#### [TASK INSTRUCTIONS]
The expected response is a copy of every line in the entries below that includes the word "extension".

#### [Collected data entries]
● ● ●

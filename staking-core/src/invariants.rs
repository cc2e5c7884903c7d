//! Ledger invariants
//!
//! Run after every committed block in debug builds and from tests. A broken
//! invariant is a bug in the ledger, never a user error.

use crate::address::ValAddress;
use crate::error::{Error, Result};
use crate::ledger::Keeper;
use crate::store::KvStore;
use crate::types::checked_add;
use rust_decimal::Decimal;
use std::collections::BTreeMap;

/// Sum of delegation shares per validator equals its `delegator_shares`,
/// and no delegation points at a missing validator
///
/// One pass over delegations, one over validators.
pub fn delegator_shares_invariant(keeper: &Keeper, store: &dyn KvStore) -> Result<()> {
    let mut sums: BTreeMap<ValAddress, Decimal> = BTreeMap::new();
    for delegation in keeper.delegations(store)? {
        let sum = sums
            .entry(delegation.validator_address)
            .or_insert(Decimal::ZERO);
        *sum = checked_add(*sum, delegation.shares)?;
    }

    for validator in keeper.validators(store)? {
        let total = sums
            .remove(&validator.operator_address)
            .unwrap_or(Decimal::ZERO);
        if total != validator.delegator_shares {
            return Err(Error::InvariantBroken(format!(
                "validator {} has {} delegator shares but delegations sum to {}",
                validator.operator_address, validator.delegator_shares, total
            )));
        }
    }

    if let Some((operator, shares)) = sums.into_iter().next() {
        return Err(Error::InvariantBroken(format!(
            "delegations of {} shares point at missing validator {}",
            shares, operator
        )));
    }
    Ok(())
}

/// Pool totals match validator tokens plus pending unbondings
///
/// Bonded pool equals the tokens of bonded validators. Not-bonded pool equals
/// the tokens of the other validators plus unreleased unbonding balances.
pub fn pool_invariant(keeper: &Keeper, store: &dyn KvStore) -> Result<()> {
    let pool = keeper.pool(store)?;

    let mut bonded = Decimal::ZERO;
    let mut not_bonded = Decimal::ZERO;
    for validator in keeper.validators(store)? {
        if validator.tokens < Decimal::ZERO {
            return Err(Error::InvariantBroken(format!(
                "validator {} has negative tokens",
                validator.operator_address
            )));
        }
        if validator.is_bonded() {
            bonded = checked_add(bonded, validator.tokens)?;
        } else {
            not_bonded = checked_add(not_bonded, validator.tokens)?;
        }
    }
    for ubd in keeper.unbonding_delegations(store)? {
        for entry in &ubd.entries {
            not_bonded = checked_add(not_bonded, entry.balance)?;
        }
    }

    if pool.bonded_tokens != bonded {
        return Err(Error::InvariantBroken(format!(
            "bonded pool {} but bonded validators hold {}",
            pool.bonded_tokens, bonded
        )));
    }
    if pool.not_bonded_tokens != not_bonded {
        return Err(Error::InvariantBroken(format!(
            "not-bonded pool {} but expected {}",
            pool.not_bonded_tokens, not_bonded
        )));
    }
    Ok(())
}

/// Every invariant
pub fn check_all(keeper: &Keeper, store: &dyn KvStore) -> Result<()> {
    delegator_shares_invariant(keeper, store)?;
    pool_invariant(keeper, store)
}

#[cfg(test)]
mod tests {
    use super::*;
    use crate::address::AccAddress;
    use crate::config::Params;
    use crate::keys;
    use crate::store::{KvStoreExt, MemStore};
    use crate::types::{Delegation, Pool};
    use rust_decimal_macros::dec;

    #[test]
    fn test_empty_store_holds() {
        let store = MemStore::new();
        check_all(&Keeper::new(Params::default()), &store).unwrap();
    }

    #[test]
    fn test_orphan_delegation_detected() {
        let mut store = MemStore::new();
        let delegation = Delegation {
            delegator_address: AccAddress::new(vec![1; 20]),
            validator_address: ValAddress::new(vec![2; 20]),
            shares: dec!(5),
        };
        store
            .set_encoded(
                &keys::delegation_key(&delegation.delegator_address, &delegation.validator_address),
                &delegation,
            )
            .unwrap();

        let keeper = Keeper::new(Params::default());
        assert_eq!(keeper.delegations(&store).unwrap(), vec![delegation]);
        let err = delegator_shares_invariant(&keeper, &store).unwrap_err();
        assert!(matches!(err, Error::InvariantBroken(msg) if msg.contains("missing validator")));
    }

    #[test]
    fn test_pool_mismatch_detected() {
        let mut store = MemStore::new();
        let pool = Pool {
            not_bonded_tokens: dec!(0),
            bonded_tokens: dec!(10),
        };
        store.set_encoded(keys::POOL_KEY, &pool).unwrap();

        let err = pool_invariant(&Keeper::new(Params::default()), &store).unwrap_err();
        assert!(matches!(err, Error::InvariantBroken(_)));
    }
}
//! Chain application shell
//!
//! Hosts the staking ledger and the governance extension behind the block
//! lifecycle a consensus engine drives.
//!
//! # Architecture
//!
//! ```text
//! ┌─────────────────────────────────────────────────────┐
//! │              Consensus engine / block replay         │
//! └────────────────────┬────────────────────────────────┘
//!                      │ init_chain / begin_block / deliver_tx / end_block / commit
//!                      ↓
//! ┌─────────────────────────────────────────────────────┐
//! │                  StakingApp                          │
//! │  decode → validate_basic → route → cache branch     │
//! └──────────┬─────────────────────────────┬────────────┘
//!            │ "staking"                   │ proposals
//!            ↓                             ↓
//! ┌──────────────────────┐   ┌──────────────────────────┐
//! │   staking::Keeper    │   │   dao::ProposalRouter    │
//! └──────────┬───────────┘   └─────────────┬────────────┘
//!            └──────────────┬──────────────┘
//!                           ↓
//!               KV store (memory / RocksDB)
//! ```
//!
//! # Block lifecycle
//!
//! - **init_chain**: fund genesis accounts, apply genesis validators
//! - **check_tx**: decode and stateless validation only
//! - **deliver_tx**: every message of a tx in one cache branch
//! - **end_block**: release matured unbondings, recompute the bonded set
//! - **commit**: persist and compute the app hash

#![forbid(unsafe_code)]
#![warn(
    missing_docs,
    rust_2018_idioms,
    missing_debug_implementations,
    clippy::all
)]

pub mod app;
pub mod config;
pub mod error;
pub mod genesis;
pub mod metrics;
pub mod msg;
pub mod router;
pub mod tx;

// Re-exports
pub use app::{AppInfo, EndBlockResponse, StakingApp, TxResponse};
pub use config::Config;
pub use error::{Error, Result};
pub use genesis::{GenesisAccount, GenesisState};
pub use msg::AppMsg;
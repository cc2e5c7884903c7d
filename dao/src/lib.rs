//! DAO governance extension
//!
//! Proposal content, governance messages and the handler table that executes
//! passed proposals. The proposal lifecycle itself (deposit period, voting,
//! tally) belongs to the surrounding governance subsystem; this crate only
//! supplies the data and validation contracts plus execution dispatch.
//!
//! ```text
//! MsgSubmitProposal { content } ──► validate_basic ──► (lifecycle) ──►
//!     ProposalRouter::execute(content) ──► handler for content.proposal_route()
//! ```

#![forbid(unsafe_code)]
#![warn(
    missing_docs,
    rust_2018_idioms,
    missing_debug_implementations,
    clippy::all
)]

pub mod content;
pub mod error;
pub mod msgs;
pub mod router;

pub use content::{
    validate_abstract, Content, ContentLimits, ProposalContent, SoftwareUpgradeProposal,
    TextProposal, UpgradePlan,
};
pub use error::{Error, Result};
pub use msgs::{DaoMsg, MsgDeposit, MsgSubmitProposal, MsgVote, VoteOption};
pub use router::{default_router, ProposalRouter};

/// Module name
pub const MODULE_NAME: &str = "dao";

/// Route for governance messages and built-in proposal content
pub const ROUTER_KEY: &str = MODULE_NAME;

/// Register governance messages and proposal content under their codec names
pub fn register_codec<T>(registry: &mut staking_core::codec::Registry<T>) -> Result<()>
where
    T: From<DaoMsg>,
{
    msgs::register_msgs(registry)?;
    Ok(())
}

● ● ●

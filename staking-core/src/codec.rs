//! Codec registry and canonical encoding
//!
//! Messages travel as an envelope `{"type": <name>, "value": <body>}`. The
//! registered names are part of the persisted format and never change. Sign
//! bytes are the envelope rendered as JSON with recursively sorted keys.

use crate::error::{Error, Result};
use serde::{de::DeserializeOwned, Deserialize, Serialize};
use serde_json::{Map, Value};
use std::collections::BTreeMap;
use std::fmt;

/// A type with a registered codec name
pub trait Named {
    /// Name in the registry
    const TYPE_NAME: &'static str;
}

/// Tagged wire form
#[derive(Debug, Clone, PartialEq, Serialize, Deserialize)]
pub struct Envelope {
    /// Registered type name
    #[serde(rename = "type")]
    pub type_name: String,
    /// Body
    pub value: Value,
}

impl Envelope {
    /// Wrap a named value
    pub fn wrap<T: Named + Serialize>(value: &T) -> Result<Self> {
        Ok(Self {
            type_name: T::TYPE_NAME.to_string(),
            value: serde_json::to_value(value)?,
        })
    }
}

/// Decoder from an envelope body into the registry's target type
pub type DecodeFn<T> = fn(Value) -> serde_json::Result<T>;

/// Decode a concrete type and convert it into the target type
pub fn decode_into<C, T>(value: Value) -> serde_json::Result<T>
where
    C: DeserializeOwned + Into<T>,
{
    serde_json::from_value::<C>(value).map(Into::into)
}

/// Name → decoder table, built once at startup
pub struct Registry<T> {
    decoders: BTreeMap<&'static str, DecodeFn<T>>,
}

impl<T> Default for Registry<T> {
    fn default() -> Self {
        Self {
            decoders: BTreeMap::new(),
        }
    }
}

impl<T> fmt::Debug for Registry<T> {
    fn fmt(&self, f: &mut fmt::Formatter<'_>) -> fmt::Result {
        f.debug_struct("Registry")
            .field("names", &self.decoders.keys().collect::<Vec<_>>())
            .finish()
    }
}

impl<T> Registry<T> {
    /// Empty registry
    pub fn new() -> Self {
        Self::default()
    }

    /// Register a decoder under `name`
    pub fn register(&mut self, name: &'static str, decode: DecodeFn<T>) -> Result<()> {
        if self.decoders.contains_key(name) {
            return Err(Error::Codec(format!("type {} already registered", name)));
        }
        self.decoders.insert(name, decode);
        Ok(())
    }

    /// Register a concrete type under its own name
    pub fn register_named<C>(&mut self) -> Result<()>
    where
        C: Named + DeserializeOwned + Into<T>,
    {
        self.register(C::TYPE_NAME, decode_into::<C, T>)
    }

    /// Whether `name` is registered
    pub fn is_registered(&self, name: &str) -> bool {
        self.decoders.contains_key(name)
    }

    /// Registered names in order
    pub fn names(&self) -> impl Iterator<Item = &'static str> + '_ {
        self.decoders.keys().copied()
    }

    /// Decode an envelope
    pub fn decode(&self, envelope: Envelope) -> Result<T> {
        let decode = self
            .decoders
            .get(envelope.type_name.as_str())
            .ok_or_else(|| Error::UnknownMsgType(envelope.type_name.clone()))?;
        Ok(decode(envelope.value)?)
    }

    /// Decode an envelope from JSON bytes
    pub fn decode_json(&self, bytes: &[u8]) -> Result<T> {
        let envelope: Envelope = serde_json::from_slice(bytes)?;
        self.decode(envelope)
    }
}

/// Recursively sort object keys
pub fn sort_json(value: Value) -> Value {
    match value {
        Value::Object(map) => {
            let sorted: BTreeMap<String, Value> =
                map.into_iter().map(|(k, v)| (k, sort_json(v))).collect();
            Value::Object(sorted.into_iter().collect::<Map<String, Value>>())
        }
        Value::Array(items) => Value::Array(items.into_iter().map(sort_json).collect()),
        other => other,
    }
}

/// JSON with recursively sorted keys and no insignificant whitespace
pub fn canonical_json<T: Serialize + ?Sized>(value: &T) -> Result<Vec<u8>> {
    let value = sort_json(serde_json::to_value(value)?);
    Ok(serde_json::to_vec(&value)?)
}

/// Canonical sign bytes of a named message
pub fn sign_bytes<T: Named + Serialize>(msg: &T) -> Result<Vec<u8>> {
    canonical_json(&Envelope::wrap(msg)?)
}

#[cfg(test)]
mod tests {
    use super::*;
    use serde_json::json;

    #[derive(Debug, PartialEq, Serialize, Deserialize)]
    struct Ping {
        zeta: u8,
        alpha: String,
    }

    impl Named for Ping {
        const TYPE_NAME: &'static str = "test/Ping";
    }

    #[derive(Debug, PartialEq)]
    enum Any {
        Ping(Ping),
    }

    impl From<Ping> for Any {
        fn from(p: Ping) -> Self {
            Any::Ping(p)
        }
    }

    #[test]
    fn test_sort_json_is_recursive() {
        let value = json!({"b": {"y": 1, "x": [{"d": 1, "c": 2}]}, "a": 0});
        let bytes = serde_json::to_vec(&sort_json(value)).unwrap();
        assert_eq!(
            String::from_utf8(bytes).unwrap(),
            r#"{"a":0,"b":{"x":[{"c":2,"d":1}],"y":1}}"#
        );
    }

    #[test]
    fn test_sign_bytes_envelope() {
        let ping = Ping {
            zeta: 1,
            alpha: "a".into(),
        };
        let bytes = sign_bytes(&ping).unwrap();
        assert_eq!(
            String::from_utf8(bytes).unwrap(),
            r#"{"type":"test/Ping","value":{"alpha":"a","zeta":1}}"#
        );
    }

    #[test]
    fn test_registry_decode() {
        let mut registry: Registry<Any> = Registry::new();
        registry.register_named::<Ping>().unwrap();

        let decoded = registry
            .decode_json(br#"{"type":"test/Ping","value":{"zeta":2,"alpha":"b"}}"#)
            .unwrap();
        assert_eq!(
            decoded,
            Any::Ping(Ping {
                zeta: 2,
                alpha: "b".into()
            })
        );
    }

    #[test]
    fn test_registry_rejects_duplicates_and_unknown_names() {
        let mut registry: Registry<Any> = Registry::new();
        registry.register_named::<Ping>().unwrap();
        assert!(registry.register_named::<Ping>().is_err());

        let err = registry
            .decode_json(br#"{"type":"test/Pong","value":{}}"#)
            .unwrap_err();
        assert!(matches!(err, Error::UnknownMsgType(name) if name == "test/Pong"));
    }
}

● ● ●

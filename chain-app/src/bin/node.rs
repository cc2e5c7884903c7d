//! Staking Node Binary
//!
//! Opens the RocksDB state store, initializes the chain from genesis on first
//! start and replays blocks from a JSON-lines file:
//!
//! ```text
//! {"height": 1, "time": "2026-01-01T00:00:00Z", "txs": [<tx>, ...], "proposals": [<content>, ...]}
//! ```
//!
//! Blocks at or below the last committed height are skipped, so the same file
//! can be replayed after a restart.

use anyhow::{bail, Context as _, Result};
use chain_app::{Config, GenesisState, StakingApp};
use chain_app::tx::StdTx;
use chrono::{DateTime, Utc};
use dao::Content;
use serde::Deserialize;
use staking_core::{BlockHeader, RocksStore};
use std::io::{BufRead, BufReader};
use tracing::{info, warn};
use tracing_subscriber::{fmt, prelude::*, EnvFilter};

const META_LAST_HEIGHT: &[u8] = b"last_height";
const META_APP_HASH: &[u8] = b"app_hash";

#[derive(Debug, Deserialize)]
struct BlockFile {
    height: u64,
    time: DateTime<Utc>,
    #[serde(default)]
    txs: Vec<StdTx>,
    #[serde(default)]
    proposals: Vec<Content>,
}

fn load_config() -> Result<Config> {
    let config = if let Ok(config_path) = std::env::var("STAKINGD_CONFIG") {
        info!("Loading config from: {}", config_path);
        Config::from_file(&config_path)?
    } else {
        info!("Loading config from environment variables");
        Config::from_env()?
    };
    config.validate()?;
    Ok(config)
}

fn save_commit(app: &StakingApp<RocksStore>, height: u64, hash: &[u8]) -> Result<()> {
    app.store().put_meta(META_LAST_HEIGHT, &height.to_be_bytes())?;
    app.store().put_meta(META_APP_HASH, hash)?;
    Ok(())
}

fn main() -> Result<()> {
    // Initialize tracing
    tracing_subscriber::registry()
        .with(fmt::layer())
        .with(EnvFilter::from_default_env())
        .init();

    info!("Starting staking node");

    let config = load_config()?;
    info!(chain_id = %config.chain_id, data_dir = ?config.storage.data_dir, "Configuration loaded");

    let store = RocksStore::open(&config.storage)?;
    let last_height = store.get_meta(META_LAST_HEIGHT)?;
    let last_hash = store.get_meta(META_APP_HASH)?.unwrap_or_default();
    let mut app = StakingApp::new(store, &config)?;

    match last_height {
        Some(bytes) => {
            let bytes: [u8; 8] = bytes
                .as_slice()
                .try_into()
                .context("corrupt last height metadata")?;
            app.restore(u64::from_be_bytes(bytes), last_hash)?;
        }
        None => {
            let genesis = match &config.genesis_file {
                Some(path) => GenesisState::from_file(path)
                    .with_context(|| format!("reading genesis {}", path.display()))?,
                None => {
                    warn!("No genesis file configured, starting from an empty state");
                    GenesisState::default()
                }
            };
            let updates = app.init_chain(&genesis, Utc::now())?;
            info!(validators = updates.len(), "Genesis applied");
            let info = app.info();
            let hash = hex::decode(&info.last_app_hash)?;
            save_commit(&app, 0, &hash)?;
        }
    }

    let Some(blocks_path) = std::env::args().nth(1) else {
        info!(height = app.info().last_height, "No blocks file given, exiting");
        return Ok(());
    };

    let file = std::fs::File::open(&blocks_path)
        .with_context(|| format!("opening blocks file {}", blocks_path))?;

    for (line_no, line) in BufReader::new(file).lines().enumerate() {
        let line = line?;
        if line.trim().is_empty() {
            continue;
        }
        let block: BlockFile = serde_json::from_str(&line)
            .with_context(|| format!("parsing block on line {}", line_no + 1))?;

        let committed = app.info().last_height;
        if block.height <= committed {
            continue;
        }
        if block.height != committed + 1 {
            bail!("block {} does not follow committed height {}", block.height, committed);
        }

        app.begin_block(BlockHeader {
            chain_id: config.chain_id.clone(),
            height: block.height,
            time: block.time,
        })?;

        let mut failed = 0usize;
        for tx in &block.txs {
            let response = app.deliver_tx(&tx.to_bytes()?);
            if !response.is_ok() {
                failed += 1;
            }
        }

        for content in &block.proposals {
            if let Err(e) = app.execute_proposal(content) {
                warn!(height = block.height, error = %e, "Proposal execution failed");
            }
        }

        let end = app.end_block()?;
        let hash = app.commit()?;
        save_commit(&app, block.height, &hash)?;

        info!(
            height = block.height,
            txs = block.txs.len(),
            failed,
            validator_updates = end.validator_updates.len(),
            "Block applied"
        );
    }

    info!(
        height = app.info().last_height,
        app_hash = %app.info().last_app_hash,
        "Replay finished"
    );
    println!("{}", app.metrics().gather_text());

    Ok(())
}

● ● ●

#### [RESULT]
//! Hosts the staking ledger and the governance extension behind the block
//! DAO governance extension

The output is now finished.